La interventora del Ente Nacional Regulador de la Electricidad aseveró que el aumento de tarifas que se disponga para las distribuidoras Edenor y Edesur “no puede superar la inflación”, y entendió que el margen de subsidios que se pueda sumar se definirá en función de las variables macroeconómicas y el Presupuesto nacional.

En el mismo sentido, Manin adelantó que “durante este año se va a analizar la viabilidad de distintos modelos de cruces de datos” que permitan avanzar en un nuevo esquema de tarifa social segmentada y focalizada a aquellas personas y familias que no puedan hacer frente al costo de la energía.

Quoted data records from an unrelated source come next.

//! Ambient particle field: a fixed population of drifting points that
//! avoid a central content area and draw proximity connections to each
//! other and to the cursor.
//!
//! The simulation is headless. It draws through the [`canvas::Canvas`]
//! trait and is driven by a [`layer::Host`], so the same code runs behind
//! the wgpu window in the binary and inside unit tests.

pub mod canvas;
pub mod config;
pub mod field;
pub mod layer;
pub mod particle;
pub mod zone;

pub use canvas::{Canvas, DrawCommand, DrawList};
pub use config::{Color, FieldConfig, Palette, ZoneLayout};
pub use field::{connection_opacity, ParticleField};
pub use layer::{FrameId, Host, HostEvent, LayerState, ListenerId, ListenerKind, ParticleLayer};
pub use particle::Particle;
pub use zone::ExclusionZone;
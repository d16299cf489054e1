//! Mount/unmount lifecycle of a [`ParticleField`] inside a host environment.
//!
//! The host (a browser window, a native event loop, a test double) delivers
//! viewport and pointer events and schedules animation frames. A mounted
//! layer registers for the events it needs and keeps exactly one frame
//! request outstanding; unmounting gives all of that back.

use glam::Vec2;
use rand::rngs::StdRng;

use crate::{canvas::Canvas, config::FieldConfig, field::ParticleField};

#[derive(Debug, Clone, Copy, PartialEq, Eq, Hash)]
pub struct ListenerId(pub u64);

#[derive(Debug, Clone, Copy, PartialEq, Eq, Hash)]
pub struct FrameId(pub u64);

#[derive(Debug, Clone, Copy, PartialEq, Eq, Hash)]
pub enum ListenerKind {
    Resize,
    PointerMove,
    PointerLeave,
}

#[derive(Debug, Clone, Copy, PartialEq)]
pub enum HostEvent {
    Resized(Vec2),
    PointerMoved(Vec2),
    PointerLeft,
}

impl HostEvent {
    pub fn kind(&self) -> ListenerKind {
        match self {
            HostEvent::Resized(_) => ListenerKind::Resize,
            HostEvent::PointerMoved(_) => ListenerKind::PointerMove,
            HostEvent::PointerLeft => ListenerKind::PointerLeave,
        }
    }
}

pub trait Host {
    /// Size of the drawing surface, `None` when the host cannot provide one.
    fn viewport(&self) -> Option<Vec2>;

    fn add_listener(&mut self, kind: ListenerKind) -> ListenerId;
    fn remove_listener(&mut self, id: ListenerId);

    fn request_frame(&mut self) -> FrameId;
    fn cancel_frame(&mut self, id: FrameId);
}

#[derive(Debug, Clone, Copy, PartialEq, Eq)]
pub enum LayerState {
    Running,
    Stopped,
}

pub struct ParticleLayer {
    field: ParticleField,
    state: LayerState,
    listeners: Vec<ListenerId>,
    pending_frame: Option<FrameId>,
}

impl ParticleLayer {
    const LISTENS_TO: [ListenerKind; 3] = [
        ListenerKind::Resize,
        ListenerKind::PointerMove,
        ListenerKind::PointerLeave,
    ];

    /// Creates the field at the host's viewport size and starts animating.
    ///
    /// Returns `None`, leaving the host untouched, when there is no surface
    /// to draw on or the configuration is rejected.
    pub fn mount<H: Host + ?Sized>(host: &mut H, config: FieldConfig, rng: StdRng) -> Option<Self> {
        let Some(viewport) = host.viewport() else {
            log::warn!("No drawing surface available, particle layer stays inert");
            return None;
        };

        let field = match ParticleField::new(config, viewport, rng) {
            Ok(field) => field,
            Err(err) => {
                log::warn!("Particle layer not mounted: {err:#}");
                return None;
            }
        };

        let listeners = Self::LISTENS_TO
            .iter()
            .map(|&kind| host.add_listener(kind))
            .collect();
        let pending_frame = Some(host.request_frame());

        log::info!(
            "Particle layer mounted: {} particles on {}x{}",
            field.particles().len(),
            viewport.x,
            viewport.y
        );

        Some(Self {
            field,
            state: LayerState::Running,
            listeners,
            pending_frame,
        })
    }

    pub fn state(&self) -> LayerState {
        self.state
    }

    pub fn field(&self) -> &ParticleField {
        &self.field
    }

    /// Regenerates the particle population, as a fresh mount would.
    pub fn reinitialize(&mut self) {
        if self.state == LayerState::Running {
            self.field.reinitialize();
        }
    }

    /// Applies an event from the host. Only the cursor and canvas size are
    /// touched; particles are left for the next frame.
    pub fn handle_event(&mut self, event: &HostEvent) {
        if self.state == LayerState::Stopped {
            return;
        }

        match *event {
            HostEvent::Resized(size) => self.field.resize(size),
            HostEvent::PointerMoved(position) => self.field.set_cursor(Some(position)),
            HostEvent::PointerLeft => self.field.set_cursor(None),
        }
    }

    /// Runs the frame `frame` if it is the one this layer is waiting for,
    /// then schedules the next. Returns whether anything was drawn.
    pub fn on_frame<H, C>(&mut self, host: &mut H, frame: FrameId, canvas: &mut C) -> bool
    where
        H: Host + ?Sized,
        C: Canvas + ?Sized,
    {
        if self.state == LayerState::Stopped || self.pending_frame != Some(frame) {
            return false;
        }

        self.field.tick(canvas);
        self.pending_frame = Some(host.request_frame());

        true
    }

    /// Detaches every listener and cancels the outstanding frame. Calling it
    /// again is a no-op.
    pub fn unmount<H: Host + ?Sized>(&mut self, host: &mut H) {
        if self.state == LayerState::Stopped {
            return;
        }

        for id in self.listeners.drain(..) {
            host.remove_listener(id);
        }
        if let Some(frame) = self.pending_frame.take() {
            host.cancel_frame(frame);
        }

        self.field.set_cursor(None);
        self.state = LayerState::Stopped;
        log::info!("Particle layer unmounted");
    }
}
use thiserror::Error;
use uuid::Uuid;

use super::order::{LineFailure, OrderStatus};

#[derive(Debug, Error)]
pub enum DomainError {
    #[error("Not found")]
    NotFound,
    #[error("Invalid input: {0}")]
    InvalidInput(String),
    /// One or more order lines failed validation; nothing was written.
    #[error("Order rejected: {}", join_failures(.0))]
    Rejected(Vec<LineFailure>),
    /// A validated decrement found less stock than it locked. The attempt is
    /// rolled back and may be retried.
    #[error("Stock for product {0} changed during placement")]
    StockConflict(Uuid),
    #[error("Cannot move order from {from} to {to}")]
    InvalidTransition { from: OrderStatus, to: OrderStatus },
    #[error("Internal error: {0}")]
    Internal(String),
}

fn join_failures(failures: &[LineFailure]) -> String {
    failures
        .iter()
        .map(ToString::to_string)
        .collect::<Vec<_>>()
        .join("; ")
}

#[cfg(test)]
mod tests {
    use super::*;

    #[test]
    fn rejected_display_joins_every_failure() {
        let id = Uuid::nil();
        let err = DomainError::Rejected(vec![
            LineFailure::ProductNotFound(id),
            LineFailure::InsufficientStock {
                product_id: id,
                name: "Teapot".to_string(),
            },
        ]);

        assert_eq!(
            err.to_string(),
            format!(
                "Order rejected: product not found: {}; insufficient stock for product: Teapot",
                id
            )
        );
    }

    #[test]
    fn invalid_transition_display() {
        let err = DomainError::InvalidTransition {
            from: OrderStatus::Finished,
            to: OrderStatus::Pending,
        };
        assert_eq!(err.to_string(), "Cannot move order from finished to pending");
    }
}
use diesel::pg::PgConnection;
use diesel::r2d2::{ConnectionManager, Pool, PoolError};

pub type DbPool = Pool<ConnectionManager<PgConnection>>;

pub fn create_pool(database_url: &str, max_size: u32) -> Result<DbPool, PoolError> {
    let manager = ConnectionManager::<PgConnection>::new(database_url);
    Pool::builder().max_size(max_size).build(manager)
}
use std::future::{ready, Ready};

use actix_web::dev::Payload;
use actix_web::http::header;
use actix_web::{web, FromRequest, HttpRequest};
use chrono::{Duration, Utc};
use jsonwebtoken::{decode, encode, Algorithm, DecodingKey, EncodingKey, Header, Validation};
use serde::{Deserialize, Serialize};
use thiserror::Error;
use uuid::Uuid;

use crate::errors::AppError;

#[derive(Debug, Clone, Copy, PartialEq, Eq, Serialize, Deserialize)]
#[serde(rename_all = "lowercase")]
pub enum Role {
    Buyer,
    Admin,
}

impl Role {
    pub fn as_str(&self) -> &'static str {
        match self {
            Role::Buyer => "buyer",
            Role::Admin => "admin",
        }
    }
}

#[derive(Debug, Clone, Serialize, Deserialize)]
pub struct Claims {
    pub user_id: Uuid,
    pub role: Role,
    pub exp: usize,
}

#[derive(Debug, Error)]
pub enum AuthError {
    #[error("Authorization token missing")]
    MissingToken,
    #[error("Invalid authorization format")]
    InvalidFormat,
    #[error("Invalid token")]
    InvalidToken,
    #[error("Access forbidden: {0} role required")]
    Forbidden(&'static str),
    #[error("Failed to issue token: {0}")]
    Issue(String),
}

/// Signs and verifies HS256 bearer tokens.
#[derive(Clone)]
pub struct TokenService {
    encoding: EncodingKey,
    decoding: DecodingKey,
    ttl: Duration,
}

impl TokenService {
    pub fn new(secret: &str, ttl: Duration) -> Self {
        Self {
            encoding: EncodingKey::from_secret(secret.as_bytes()),
            decoding: DecodingKey::from_secret(secret.as_bytes()),
            ttl,
        }
    }

    pub fn issue(&self, user_id: Uuid, role: Role) -> Result<String, AuthError> {
        let exp = Utc::now()
            .checked_add_signed(self.ttl)
            .ok_or_else(|| AuthError::Issue("expiry out of range".to_string()))?
            .timestamp() as usize;

        encode(
            &Header::default(),
            &Claims { user_id, role, exp },
            &self.encoding,
        )
        .map_err(|e| AuthError::Issue(e.to_string()))
    }

    pub fn verify(&self, token: &str) -> Result<Claims, AuthError> {
        decode::<Claims>(token, &self.decoding, &Validation::new(Algorithm::HS256))
            .map(|data| data.claims)
            .map_err(|_| AuthError::InvalidToken)
    }
}

fn claims_for(req: &HttpRequest, role: Role) -> Result<Claims, AppError> {
    let tokens = req
        .app_data::<web::Data<TokenService>>()
        .ok_or_else(|| AppError::Internal("token service not configured".to_string()))?;

    let value = req
        .headers()
        .get(header::AUTHORIZATION)
        .ok_or(AuthError::MissingToken)?
        .to_str()
        .map_err(|_| AuthError::InvalidFormat)?;
    let token = value
        .strip_prefix("Bearer ")
        .ok_or(AuthError::InvalidFormat)?;

    let claims = tokens.verify(token)?;
    if claims.role != role {
        log::warn!(
            "User {} with role {} tried to access a {} route",
            claims.user_id,
            claims.role.as_str(),
            role.as_str()
        );
        return Err(AuthError::Forbidden(role.as_str()).into());
    }
    Ok(claims)
}

/// Id of the buyer named by a valid bearer token.
#[derive(Debug, Clone, Copy)]
pub struct AuthenticatedBuyer(pub Uuid);

impl FromRequest for AuthenticatedBuyer {
    type Error = AppError;
    type Future = Ready<Result<Self, Self::Error>>;

    fn from_request(req: &HttpRequest, _: &mut Payload) -> Self::Future {
        ready(claims_for(req, Role::Buyer).map(|c| AuthenticatedBuyer(c.user_id)))
    }
}

#[derive(Debug, Clone, Copy)]
pub struct AuthenticatedAdmin(pub Uuid);

impl FromRequest for AuthenticatedAdmin {
    type Error = AppError;
    type Future = Ready<Result<Self, Self::Error>>;

    fn from_request(req: &HttpRequest, _: &mut Payload) -> Self::Future {
        ready(claims_for(req, Role::Admin).map(|c| AuthenticatedAdmin(c.user_id)))
    }
}
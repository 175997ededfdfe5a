use std::collections::{BTreeSet, HashMap};

use bigdecimal::BigDecimal;
use uuid::Uuid;

use crate::domain::errors::DomainError;
use crate::domain::order::{
    CartItemView, LineFailure, ListResult, OrderLine, OrderSource, OrderStatus, OrderView,
    PlacedOrder, StockUpdate,
};
use crate::domain::ports::{OrderRepository, UnitOfWork};

pub const DEFAULT_PAGE_LIMIT: i64 = 10;
pub const MAX_PAGE_LIMIT: i64 = 100;
/// Highest page whose offset still fits an `i64` at the largest limit.
pub const MAX_PAGE: i64 = i64::MAX / MAX_PAGE_LIMIT;

pub struct OrderService<R> {
    repo: R,
}

/// A validated line priced from the locked product row.
#[derive(Debug)]
struct PricedLine {
    product_id: Uuid,
    quantity: i32,
    line_total: BigDecimal,
}

impl<R: OrderRepository> OrderService<R> {
    pub fn new(repo: R) -> Self {
        Self { repo }
    }

    /// Places an order for `buyer_id` as one all-or-nothing transaction.
    ///
    /// Every line is checked before anything is written. If any line fails,
    /// the call returns [`DomainError::Rejected`] with all failures and the
    /// datastore is left untouched. Otherwise the order, its items, the stock
    /// decrements and (for cart checkouts) the cart cleanup commit together.
    pub fn place_order(
        &self,
        buyer_id: Uuid,
        source: OrderSource,
    ) -> Result<PlacedOrder, DomainError> {
        if let OrderSource::Lines(lines) = &source {
            if lines.is_empty() {
                return Err(DomainError::InvalidInput(
                    "no products selected for the order".to_string(),
                ));
            }
        }
        let from_cart = matches!(source, OrderSource::Cart);

        let result = self.repo.in_transaction(|uow| {
            let requested = match source {
                OrderSource::Lines(lines) => lines,
                OrderSource::Cart => uow.cart_lines_for_update(buyer_id)?,
            };
            if requested.is_empty() {
                return Err(DomainError::InvalidInput("cart is empty".to_string()));
            }

            let priced = validate_lines(uow, requested)?;
            let total_amount = priced
                .iter()
                .fold(BigDecimal::from(0), |acc, line| acc + &line.line_total);

            let order_id = uow.create_order(buyer_id, &total_amount, OrderStatus::Pending)?;
            for line in &priced {
                uow.create_order_item(order_id, line.product_id, line.quantity, &line.line_total)?;
            }
            for line in &priced {
                if uow.decrement_stock(line.product_id, line.quantity)? == StockUpdate::Insufficient
                {
                    return Err(DomainError::StockConflict(line.product_id));
                }
            }
            if from_cart {
                let product_ids: Vec<Uuid> = priced.iter().map(|l| l.product_id).collect();
                uow.clear_cart_items(buyer_id, &product_ids)?;
            }

            Ok(PlacedOrder {
                order_id,
                total_amount,
                status: OrderStatus::Pending,
            })
        });

        match &result {
            Ok(order) => log::info!(
                "Placed order {} for buyer {} (total {}, from cart: {})",
                order.order_id,
                buyer_id,
                order.total_amount,
                from_cart
            ),
            Err(DomainError::Rejected(failures)) => log::warn!(
                "Rejected order for buyer {}: {} failing line(s)",
                buyer_id,
                failures.len()
            ),
            Err(DomainError::StockConflict(product_id)) => log::error!(
                "Stock for product {} fell below a validated quantity; order for buyer {} rolled back",
                product_id,
                buyer_id
            ),
            Err(e) => log::warn!("Order placement for buyer {} failed: {}", buyer_id, e),
        }
        result
    }

    pub fn add_to_cart(
        &self,
        buyer_id: Uuid,
        product_id: Uuid,
        quantity: i32,
    ) -> Result<CartItemView, DomainError> {
        if quantity <= 0 {
            return Err(DomainError::InvalidInput(
                "quantity must be greater than 0".to_string(),
            ));
        }
        self.repo.in_transaction(|uow| {
            if !uow.product_exists(product_id)? {
                return Err(DomainError::NotFound);
            }
            uow.add_cart_item(buyer_id, product_id, quantity)
        })
    }

    pub fn cart(&self, buyer_id: Uuid) -> Result<Vec<CartItemView>, DomainError> {
        self.repo.cart_items(buyer_id)
    }

    /// Sets the quantity of a cart item. Items outside the buyer's own cart
    /// are reported as missing.
    pub fn update_cart_item(
        &self,
        buyer_id: Uuid,
        cart_item_id: Uuid,
        quantity: i32,
    ) -> Result<CartItemView, DomainError> {
        if quantity < 1 {
            return Err(DomainError::InvalidInput(
                "quantity must be greater than 0".to_string(),
            ));
        }
        self.repo.in_transaction(|uow| {
            uow.set_cart_item_quantity(buyer_id, cart_item_id, quantity)?
                .ok_or(DomainError::NotFound)
        })
    }

    pub fn remove_cart_items(
        &self,
        buyer_id: Uuid,
        cart_item_ids: Vec<Uuid>,
    ) -> Result<usize, DomainError> {
        if cart_item_ids.is_empty() {
            return Err(DomainError::InvalidInput(
                "no cart items selected".to_string(),
            ));
        }
        let removed = self
            .repo
            .in_transaction(|uow| uow.delete_cart_items(buyer_id, &cart_item_ids))?;
        log::debug!("Removed {} item(s) from cart of buyer {}", removed, buyer_id);
        Ok(removed)
    }

    /// Fetches one of the buyer's orders. Orders owned by someone else are
    /// reported as missing.
    pub fn get_order(&self, buyer_id: Uuid, order_id: Uuid) -> Result<OrderView, DomainError> {
        match self.repo.find_order(order_id)? {
            Some(order) if order.buyer_id == buyer_id => Ok(order),
            _ => Err(DomainError::NotFound),
        }
    }

    /// Any order with its items, for administrators.
    pub fn order_detail(&self, order_id: Uuid) -> Result<OrderView, DomainError> {
        self.repo.find_order(order_id)?.ok_or(DomainError::NotFound)
    }

    pub fn list_orders(
        &self,
        buyer_id: Uuid,
        page: i64,
        limit: i64,
    ) -> Result<ListResult, DomainError> {
        let (page, limit) = normalize_page(page, limit);
        self.repo.list_orders(Some(buyer_id), page, limit)
    }

    pub fn list_all_orders(&self, page: i64, limit: i64) -> Result<ListResult, DomainError> {
        let (page, limit) = normalize_page(page, limit);
        self.repo.list_orders(None, page, limit)
    }

    pub fn update_order_status(
        &self,
        order_id: Uuid,
        next: OrderStatus,
    ) -> Result<OrderStatus, DomainError> {
        self.repo.in_transaction(|uow| {
            let current = uow
                .order_status_for_update(order_id)?
                .ok_or(DomainError::NotFound)?;
            if !current.can_transition_to(next) {
                return Err(DomainError::InvalidTransition {
                    from: current,
                    to: next,
                });
            }
            uow.set_order_status(order_id, next)?;
            log::info!("Order {} moved from {} to {}", order_id, current, next);
            Ok(next)
        })
    }
}

pub fn normalize_page(page: i64, limit: i64) -> (i64, i64) {
    (page.clamp(1, MAX_PAGE), limit.clamp(1, MAX_PAGE_LIMIT))
}

/// Checks every requested line against locked product rows and prices the
/// ones that pass. Failures are collected for all lines and returned together,
/// in the order the lines were requested.
fn validate_lines(
    uow: &mut dyn UnitOfWork,
    requested: Vec<OrderLine>,
) -> Result<Vec<PricedLine>, DomainError> {
    let mut failures: Vec<(usize, LineFailure)> = Vec::new();
    let mut lines: Vec<(usize, OrderLine)> = Vec::new();

    // Repeated products are merged so stock is checked against the combined
    // quantity.
    for (position, line) in requested.into_iter().enumerate() {
        if line.quantity <= 0 {
            failures.push((
                position,
                LineFailure::InvalidQuantity {
                    product_id: line.product_id,
                    quantity: line.quantity,
                },
            ));
            continue;
        }
        match lines.iter_mut().find(|(_, l)| l.product_id == line.product_id) {
            Some((_, existing)) => {
                existing.quantity = existing.quantity.saturating_add(line.quantity)
            }
            None => lines.push((position, line)),
        }
    }

    // Ascending id order keeps two overlapping orders from deadlocking.
    let ids: BTreeSet<Uuid> = lines.iter().map(|(_, l)| l.product_id).collect();
    let mut products = HashMap::with_capacity(ids.len());
    for id in ids {
        if let Some(product) = uow.product_for_update(id)? {
            products.insert(id, product);
        }
    }

    let mut priced = Vec::with_capacity(lines.len());
    for (position, line) in lines {
        match products.get(&line.product_id) {
            None => failures.push((position, LineFailure::ProductNotFound(line.product_id))),
            Some(product) if product.stock < line.quantity => failures.push((
                position,
                LineFailure::InsufficientStock {
                    product_id: product.id,
                    name: product.name.clone(),
                },
            )),
            Some(product) => priced.push(PricedLine {
                product_id: line.product_id,
                quantity: line.quantity,
                line_total: &product.price * &BigDecimal::from(line.quantity),
            }),
        }
    }

    if !failures.is_empty() {
        failures.sort_by_key(|(position, _)| *position);
        return Err(DomainError::Rejected(
            failures.into_iter().map(|(_, failure)| failure).collect(),
        ));
    }
    Ok(priced)
}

La interventora del organismo de control del sector eléctrico explicó en una entrevista con Télam que tras el análisis tarifario de la audiencia pública de la semana próxima “evidentemente va a haber un margen que va a tener que ser cubierto por subsidios y eso tiene que ver con variables macroeconómicas, del presupuesto y decisiones del Ministerio de Economía”.

“Pero sin dudas el aumento no puede superar la inflación, sino vamos contra la economía de la gente y metiendo la mano en el bolsillo cuando queremos que se reactive”, aseveró, en línea con lo que viene sosteniendo el Gobierno nacional a través del Ministerio de Economía y la Secretaría de Energía.

En la actualidad, el precio de la energía a nivel país en promedio está subsidiado en un 52%, por lo que los usuarios pagan el 48% del costo de generación, y a ese componente de la factura que reciben todos los usuarios hay que adicionarle los costos de transporte y distribución.

Para distribución, actualmente el servicio no está subsidiado como tal en el caso de las dos empresas bajo órbita federal que son las dos distribuidoras del AMBA, pero si se toma la “deuda Cammesa” en que incurrieron las empresas como “subsidio de distribución” en 2020, el aporte del fisco cubrió un 37% del VAD de Edenor y 55% de Edesur.

Manin también se refirió a que los entes de control y la Secretaría de Energía tienen como objetivo cambios en la implementación de la tarifa social.

“Es un objetivo planteado con la famosa segmentación: salir de un esquema de tarifa social que es darle un subsidios mayor a quienes cumplen cierto requisitos y que consiste en bonificar determinada cantidad de Kw por usuario, y pasar a un esquema en que las personas que no pueden pagar el costo pleno de la energía recibirán un subsidio y quienes puedan pagarían con una incidencia menor”, explicó la interventora.

Pero la puesta a punta del nuevo esquema “es complejo porque requiere un análisis total de los ingresos de cada una de las personas, cotejar varias bases de datos, si tienen diferentes elementos a considerar como ingresos, propiedades, nivel de gasto y que es algo dinámico”.

“Mantener esa base de datos actualizada con usuarios entrando y saliendo de segmentos es muy complejo y además si bien hay mucha información que tiene el propio Estado, hay una dificultad para el traspaso entre los distintos organismos que impone la propia normativa que protege la información”, aclaró.

Para desarrollar el trabajo, Manin adelantó que “durante este año se va a analizar la viabilidad de distintos modelos de cruces de datos, de cómo plantear el esquema y se irá avanzando para avanzar en una cuestión de equidad, por ahí tanto no de impacto fiscal”.